Todo lo que no nos conduce a este fin, ES PECADO. De este modo, pecado es no obedecer a Dios, como es tonto, de necios o de niños engreídos e irresponsables no hacer lo que nuestro padre maduro, adulto y sensato nos manda. Si obedecemos a nuestro padre terrenal, con cuanta mayor razón tendríamos que obedecer a nuestro Padre Celestial. Pero, nuestro Padre es tan Misericordioso, que está dispuesto a perdonar nuestros errores, nuestros desplantes y desaires, a condición que nos enmendemos. Porque para entrar al Reino de los Cielos hay que pasar por la Puerta, por el Camino que nos conduce a Él. Y solo tenemos un tiempo; el tiempo que dura esta vida. No llegaremos si no nos ponemos en camino. Y el camino solo lo transita el que ama. No llegaremos si no amamos. Así, la única respuesta al misterio de la Creación, al misterio de Dios, es el Amor. Por Amor fuimos creado por un Dios que es Amor y por Amor alcanzaremos la Vida Eterna, si manifestamos la voluntad de unirnos a la Voluntad del Padre amándonos. Si creemos esto, Jesús puede ayudarnos a atravesar y superar cualquier obstáculo por imposible que parezca, como lo hace en este caso con el paralítico. Él es el Hijo de Dios, Autor del Universo, que vino al mundo al cumplirse el tiempo, ni antes, ni después. Todo corresponde al Plan de Dios, donde nada es casual, como no es casual que nuestra sangre fluya y se esparza por nuestro cuerpo al compás del corazón o que una estrella gigantesca a 8 minutos luz, nos ilumine cada día sumando su energía a todo cuanto era necesario para que surgiera la vida como la conocemos.

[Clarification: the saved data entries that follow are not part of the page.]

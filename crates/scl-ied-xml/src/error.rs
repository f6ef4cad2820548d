// crates/scl-ied-xml/src/error.rs

use alloc::fmt;
use alloc::string::String;
use core::str::Utf8Error;
use quick_xml::Error as XmlError;
use quick_xml::events::attributes::AttrError;
use scl_ied::SclError;

/// Errors that can occur while loading an SCL file.
#[derive(Debug)]
pub enum SclXmlError {
    /// An error from the underlying `quick-xml` reader (e.g., mismatched end tag).
    Xml(XmlError),

    /// A malformed attribute (e.g., missing quotes or duplicates).
    Attribute(AttrError),

    /// A tag or attribute name was not valid UTF-8.
    Utf8(Utf8Error),

    /// The element model rejected a construction step.
    Core(SclError),

    /// The root element is not `SCL`.
    NotScl(String),

    /// A second top-level element follows the `SCL` root.
    MultipleRoots(String),

    /// The input holds no element at all.
    EmptyDocument,

    /// The input ended while the named element was still open.
    UnexpectedEof(String),

    /// An entity reference that is neither predefined nor a character reference.
    UnknownEntity(String),
}

impl From<XmlError> for SclXmlError {
    fn from(e: XmlError) -> Self {
        SclXmlError::Xml(e)
    }
}

impl From<AttrError> for SclXmlError {
    fn from(e: AttrError) -> Self {
        SclXmlError::Attribute(e)
    }
}

impl From<Utf8Error> for SclXmlError {
    fn from(e: Utf8Error) -> Self {
        SclXmlError::Utf8(e)
    }
}

impl From<SclError> for SclXmlError {
    fn from(e: SclError) -> Self {
        SclXmlError::Core(e)
    }
}

impl fmt::Display for SclXmlError {
    fn fmt(&self, f: &mut fmt::Formatter<'_>) -> fmt::Result {
        match self {
            SclXmlError::Xml(e) => write!(f, "XML parsing error: {}", e),
            SclXmlError::Attribute(e) => write!(f, "Malformed attribute: {}", e),
            SclXmlError::Utf8(e) => write!(f, "Invalid UTF-8 in name: {}", e),
            SclXmlError::Core(e) => write!(f, "Element model error: {}", e),
            SclXmlError::NotScl(tag) => {
                write!(f, "Root element is <{}>, expected <SCL>", tag)
            }
            SclXmlError::MultipleRoots(tag) => {
                write!(f, "Unexpected top-level element <{}> after the SCL root", tag)
            }
            SclXmlError::EmptyDocument => write!(f, "The document holds no element"),
            SclXmlError::UnexpectedEof(tag) => {
                write!(f, "Input ended inside <{}>", tag)
            }
            SclXmlError::UnknownEntity(name) => write!(f, "Unknown entity '&{};'", name),
        }
    }
}

impl core::error::Error for SclXmlError {}
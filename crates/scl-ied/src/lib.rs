#![cfg_attr(not(feature = "std"), no_std)]


// 'alloc' is used for dynamic allocation (element arena, strings, batches)
extern crate alloc;

// --- Foundation Modules ---
pub mod types;
pub mod constants;
pub mod hal;
pub mod edit;
pub mod config;
mod log;

// --- Element Model ---
pub mod document;

// --- Template / Instance Resolution ---
pub mod template;
pub mod instance;
pub mod instantiate;
pub mod setting_group;

// --- Editing Session ---
pub mod search;
pub mod editor;

// --- Top-level Exports ---
pub use types::{ContainerTag, ElementId, PathStep};
pub use hal::{EditSink, SclError};
pub use edit::{EditBatch, EditOp};
pub use config::EditorConfig;
pub use document::{ChildIndex, Document};
pub use template::{DataModel, ModelEntry, TemplateCache, TemplateCatalog, resolve};
pub use instance::{InstanceMap, Values, match_instances};
pub use instantiate::{Instantiation, find_instance_to_remove, instantiate_path};
pub use setting_group::{SettingGroups, ValueLayout};
pub use search::{Debouncer, RenderFilter, search};
pub use editor::{EditorAction, EditorView, IedEditor, LnState, ied_names};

Todo es obra de Dios. Hemos de creer, como el paralítico, para ser perdonados y salvados. En esto le trajeron un paralítico postrado en una camilla. Viendo Jesús la fe de ellos, dijo al paralítico: «¡ Animo!, hijo, tus pecados te son perdonados.»

Oremos:

Padre Santo, no permitas que se instale la duda, ni la soberbia en nuestros corazones. Danos humildad para reconocernos pequeños e insignificantes ante todo esto que presentas ante nuestros pies, tomándolo con amor, como Tú mismo nos lo entregas. Haznos agradecidos, para honrar Tu Santo Nombre y conducir alegres a nuestros hermanos por el Camino de la Verdad, la Luz y la Vida, tal como Cristo mismo nos enseñó…Te lo pedimos por nuestro Señor Jesucristo…Amén.

Roguemos al Señor…

Te lo pedimos Señor.

(Añade tus oraciones por las intenciones que desees, para que todos los que pasemos por aquí tengamos oportunidad de unirnos a tus plegarias)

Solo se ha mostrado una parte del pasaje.